The Houthis began their attack out of the blue.
“It was quiet; there hadn’t been any shooting, people were walking around,” said Mujaahid.
Then the Houthis attacked the mountain with both mortar shelling and anti-aircraft guns. Several students were injured in the first attack, but they managed to hold their positions, even telling the people below not to come up because it was too dangerous. The attack lasted from a little after eleven in the morning until after the afternoon prayer around three pm.
At some point the single students started up the mountain to try to lend assistance to the others. Mujaahid was watching- the Houthis were attacking the path with the mortars- rocks and dirt were pouring down the mountainside. They took up life-giving water; they came back down with a sadder burden, as they carried the dead and wounded down to the village.
I called Mujaahid today; I had been without a phone, and had only heard the news of the fighting that morning. Alhamdulillah, I was able to get through. He said he hadn’t called me because he didn’t want me to worry. Of course, hearing bits and pieces from various sources worried me much more than hearing it straight from him.
Today, he said, things are quiet. He was able to get some raisins and dates, rice and corn flour, and they still have a little white flour. I told him how to make tortillas, thinking they would be quick to cook, not taking up much propane or wood, and not necessarily need oil. He said they have also been able to get a half a chicken a day, an incredible blessing, alhamdulillah.

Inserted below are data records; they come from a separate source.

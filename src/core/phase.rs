//! Build phases, hook stages and the registry of free-form commands.
//!
//! Options and hooks are opaque commands injected verbatim into the rendered
//! script. Their order matters and duplicates are legitimate, so the registry
//! only ever appends.

use std::collections::BTreeMap;
use std::fmt;
use std::str::FromStr;

use crate::core::errors::BuildError;

/// A closed set of names that free-form commands can be attached to.
pub trait PhaseKey: Copy + Ord + fmt::Display + FromStr<Err = BuildError> + 'static {
    /// Every member of the set, in pipeline order.
    const ALL: &'static [Self];

    /// Name of the template placeholder that receives this key's commands.
    fn placeholder(&self) -> String;
}

/// Build phase receiving tool options in project-file backends.
#[derive(Debug, Clone, Copy, PartialEq, Eq, PartialOrd, Ord, Hash)]
pub enum Phase {
    /// Right after project creation
    Project,
    /// Before the flow starts
    Preflow,
    /// After synthesis
    Postsyn,
    /// After implementation
    Postimp,
    /// After bitstream generation
    Postbit,
}

impl Phase {
    /// Get the phase name as a string.
    pub fn as_str(&self) -> &'static str {
        match self {
            Phase::Project => "project",
            Phase::Preflow => "preflow",
            Phase::Postsyn => "postsyn",
            Phase::Postimp => "postimp",
            Phase::Postbit => "postbit",
        }
    }
}

impl fmt::Display for Phase {
    fn fmt(&self, f: &mut fmt::Formatter<'_>) -> fmt::Result {
        write!(f, "{}", self.as_str())
    }
}

impl FromStr for Phase {
    type Err = BuildError;

    fn from_str(s: &str) -> Result<Self, Self::Err> {
        Phase::ALL
            .iter()
            .copied()
            .find(|p| p.as_str() == s.to_lowercase())
            .ok_or_else(|| BuildError::invalid_choice("phase", s, Phase::ALL))
    }
}

impl PhaseKey for Phase {
    const ALL: &'static [Phase] = &[
        Phase::Project,
        Phase::Preflow,
        Phase::Postsyn,
        Phase::Postimp,
        Phase::Postbit,
    ];

    fn placeholder(&self) -> String {
        format!("{}_OPTS", self.as_str().to_uppercase())
    }
}

/// Pipeline step around which hook commands run.
#[derive(Debug, Clone, Copy, PartialEq, Eq, PartialOrd, Ord, Hash)]
pub enum HookStage {
    Precfg,
    Postcfg,
    Presyn,
    Postsyn,
    Prepar,
    Postpar,
    Prebit,
    Postbit,
}

impl HookStage {
    /// Get the stage name as a string.
    pub fn as_str(&self) -> &'static str {
        match self {
            HookStage::Precfg => "precfg",
            HookStage::Postcfg => "postcfg",
            HookStage::Presyn => "presyn",
            HookStage::Postsyn => "postsyn",
            HookStage::Prepar => "prepar",
            HookStage::Postpar => "postpar",
            HookStage::Prebit => "prebit",
            HookStage::Postbit => "postbit",
        }
    }
}

impl fmt::Display for HookStage {
    fn fmt(&self, f: &mut fmt::Formatter<'_>) -> fmt::Result {
        write!(f, "{}", self.as_str())
    }
}

impl FromStr for HookStage {
    type Err = BuildError;

    fn from_str(s: &str) -> Result<Self, Self::Err> {
        HookStage::ALL
            .iter()
            .copied()
            .find(|h| h.as_str() == s.to_lowercase())
            .ok_or_else(|| BuildError::invalid_choice("hook stage", s, HookStage::ALL))
    }
}

impl PhaseKey for HookStage {
    const ALL: &'static [HookStage] = &[
        HookStage::Precfg,
        HookStage::Postcfg,
        HookStage::Presyn,
        HookStage::Postsyn,
        HookStage::Prepar,
        HookStage::Postpar,
        HookStage::Prebit,
        HookStage::Postbit,
    ];

    fn placeholder(&self) -> String {
        self.as_str().to_uppercase()
    }
}

/// Ordered lists of free-form commands keyed by a closed phase set.
#[derive(Debug, Clone, PartialEq, Eq)]
pub struct PhaseRegistry<K: PhaseKey> {
    entries: BTreeMap<K, Vec<String>>,
}

impl<K: PhaseKey> PhaseRegistry<K> {
    /// Create an empty registry.
    pub fn new() -> Self {
        PhaseRegistry {
            entries: BTreeMap::new(),
        }
    }

    /// Append a command to a phase.
    pub fn add(&mut self, text: impl Into<String>, key: K) {
        self.entries.entry(key).or_default().push(text.into());
    }

    /// Commands of a phase, in insertion order.
    pub fn get(&self, key: K) -> &[String] {
        self.entries.get(&key).map(Vec::as_slice).unwrap_or(&[])
    }

    /// Commands of a phase joined with newlines (empty if none).
    pub fn joined(&self, key: K) -> String {
        self.get(key).join("\n")
    }

    /// Check if no phase has any command.
    pub fn is_empty(&self) -> bool {
        self.entries.values().all(Vec::is_empty)
    }

    /// Iterate over every phase of the set with its placeholder and joined text.
    pub fn placeholders(&self) -> impl Iterator<Item = (String, String)> + '_ {
        K::ALL.iter().map(|key| (key.placeholder(), self.joined(*key)))
    }
}

impl<K: PhaseKey> Default for PhaseRegistry<K> {
    fn default() -> Self {
        Self::new()
    }
}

“Please,” I told him. “Please call when things happen, you won’t worry me at all.” Well, not worry me as much as not knowing will worry me, anyway. I paid my phone bill to be sure I can always call him back when he needs me, insh’Allaah.
Celebrating in Sana’a. Funeral prayers in Damaaj for twenty-five people. Only Allaah knows what the future holds, and He is the Best of Planners.
Until then, we wait, and we pray.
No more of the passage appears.